Commendably, the card reader, according to reports, were able to weed out fake PVCs and in many cases it was able to validate and accredit genuine voters in record time. Nevertheless, there were also reports of potential voters whose genuine cards were stuck midway into the accreditation, as some card readers failed to complete the process. It has also emerged that the card reader could be constrained by lotion and oily residue on the fingers of voters. Then, there is the worrisome situation of the card reader running out of battery life in the course of use, which occurred at some locations, according to reports.
If indeed the card reader would weed out fake voter cards on polling day, INEC and indeed Nigeria may have found a veritable means to tackling one of the ways the electoral process is subverted by politicians adept at rigging elections in this country.
Beyond the capacity of the card reader to foil rigging, however, we urge INEC, rather than a premature recourse to congratulating itself on this mock test and going to sleep, to find a fool-proof means of plugging the holes its test-run of the card readers has exposed. For instance, INEC cannot afford to deploy card readers that would run out of battery life before accreditation is over on polling day, as this provide amble opportunity for those with fake, cloned or stolen PVCs to use them. What is INEC’s Plan B in the face of this highly possible scenario?
Also, we find problematic INEC’s explanation that any voter whose finger cannot be read by the card reader would have to fill an incident report form to reflect the development and then vote. This, it appears to us, is recipe for rigging. In the usually charged voting process, a recourse to form-filling before voting has the potential to degenerate into bedlam. Has INEC also consider the high illiteracy level among the voting public before this form-filling option?

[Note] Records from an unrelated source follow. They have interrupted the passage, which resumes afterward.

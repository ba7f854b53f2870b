//-
// Copyright (c) 2024, the Arcmail Developers
//
// This file is part of Arcmail.
//
// Arcmail is free software: you can  redistribute it and/or modify it under
// the terms of  the GNU General Public License as  published by the Free
// Software Foundation, either version 3 of the License, or (at your option)
// any later version.
//
// Arcmail is distributed in the hope that  it will be useful, but WITHOUT ANY
// WARRANTY; without  even the implied  warranty of MERCHANTABILITY  or FITNESS
// FOR  A PARTICULAR  PURPOSE.  See the  GNU General  Public  License for  more
// details.
//
// You should have received a copy of the GNU General Public License along with
// Arcmail. If not, see <http://www.gnu.org/licenses/>.

//! An ordered collection of header fields.
//!
//! A header knows which mode it is in (RFC 5322 message header or MIME
//! part header), can check the cardinality rules for that mode, repair the
//! common damage seen in real mail, and drop fields that only restate
//! defaults.

use chrono::prelude::*;

use super::field::{FieldType, HeaderField};
use super::rfc5322::Address;

#[derive(Clone, Copy, Debug, PartialEq, Eq)]
pub enum Mode {
    Rfc2822,
    Mime,
}

#[derive(Clone, Copy, Debug, PartialEq, Eq)]
pub enum DefaultType {
    TextPlain,
    MessageRfc822,
}

struct Condition {
    t: FieldType,
    min: u32,
    max: u32,
    m: Mode,
}

static CONDITIONS: &[Condition] = &[
    Condition { t: FieldType::Sender, min: 0, max: 1, m: Mode::Rfc2822 },
    Condition { t: FieldType::ReplyTo, min: 0, max: 1, m: Mode::Rfc2822 },
    Condition { t: FieldType::To, min: 0, max: 1, m: Mode::Rfc2822 },
    Condition { t: FieldType::Cc, min: 0, max: 1, m: Mode::Rfc2822 },
    Condition { t: FieldType::Bcc, min: 0, max: 1, m: Mode::Rfc2822 },
    Condition { t: FieldType::MessageId, min: 0, max: 1, m: Mode::Rfc2822 },
    Condition { t: FieldType::References, min: 0, max: 1, m: Mode::Rfc2822 },
    Condition { t: FieldType::Subject, min: 0, max: 1, m: Mode::Rfc2822 },
    Condition { t: FieldType::From, min: 1, max: 1, m: Mode::Rfc2822 },
    Condition { t: FieldType::Date, min: 1, max: 1, m: Mode::Rfc2822 },
    Condition { t: FieldType::MimeVersion, min: 0, max: 1, m: Mode::Rfc2822 },
    Condition { t: FieldType::MimeVersion, min: 0, max: 0, m: Mode::Mime },
    Condition { t: FieldType::ContentType, min: 0, max: 1, m: Mode::Rfc2822 },
    Condition { t: FieldType::ContentType, min: 0, max: 1, m: Mode::Mime },
    Condition {
        t: FieldType::ContentTransferEncoding,
        min: 0,
        max: 1,
        m: Mode::Rfc2822,
    },
    Condition {
        t: FieldType::ContentTransferEncoding,
        min: 0,
        max: 1,
        m: Mode::Mime,
    },
    Condition { t: FieldType::ReturnPath, min: 0, max: 1, m: Mode::Rfc2822 },
];

/// What a header can see of the parts enclosing it, for repair.
#[derive(Clone, Debug, Default)]
pub struct Enclosing {
    pub date: Option<DateTime<FixedOffset>>,
    pub from: Vec<Address>,
}

#[derive(Clone, Debug)]
pub struct Header {
    mode: Mode,
    default_type: DefaultType,
    fields: Vec<HeaderField>,
}

impl Default for Header {
    fn default() -> Self {
        Header::new(Mode::Mime)
    }
}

Because it is the first time card readers would be used in any election in Nigeria, only the most ardent optimists in the country entertain no fear of something going irreparably wrong on polling days in the coming elections. To be sure, it is a glaring banana peel on the path of free, fair and credible poll, which INEC must watch out for and prepare contingency plans against, if the nation is to avoid a huge post-election hiccups.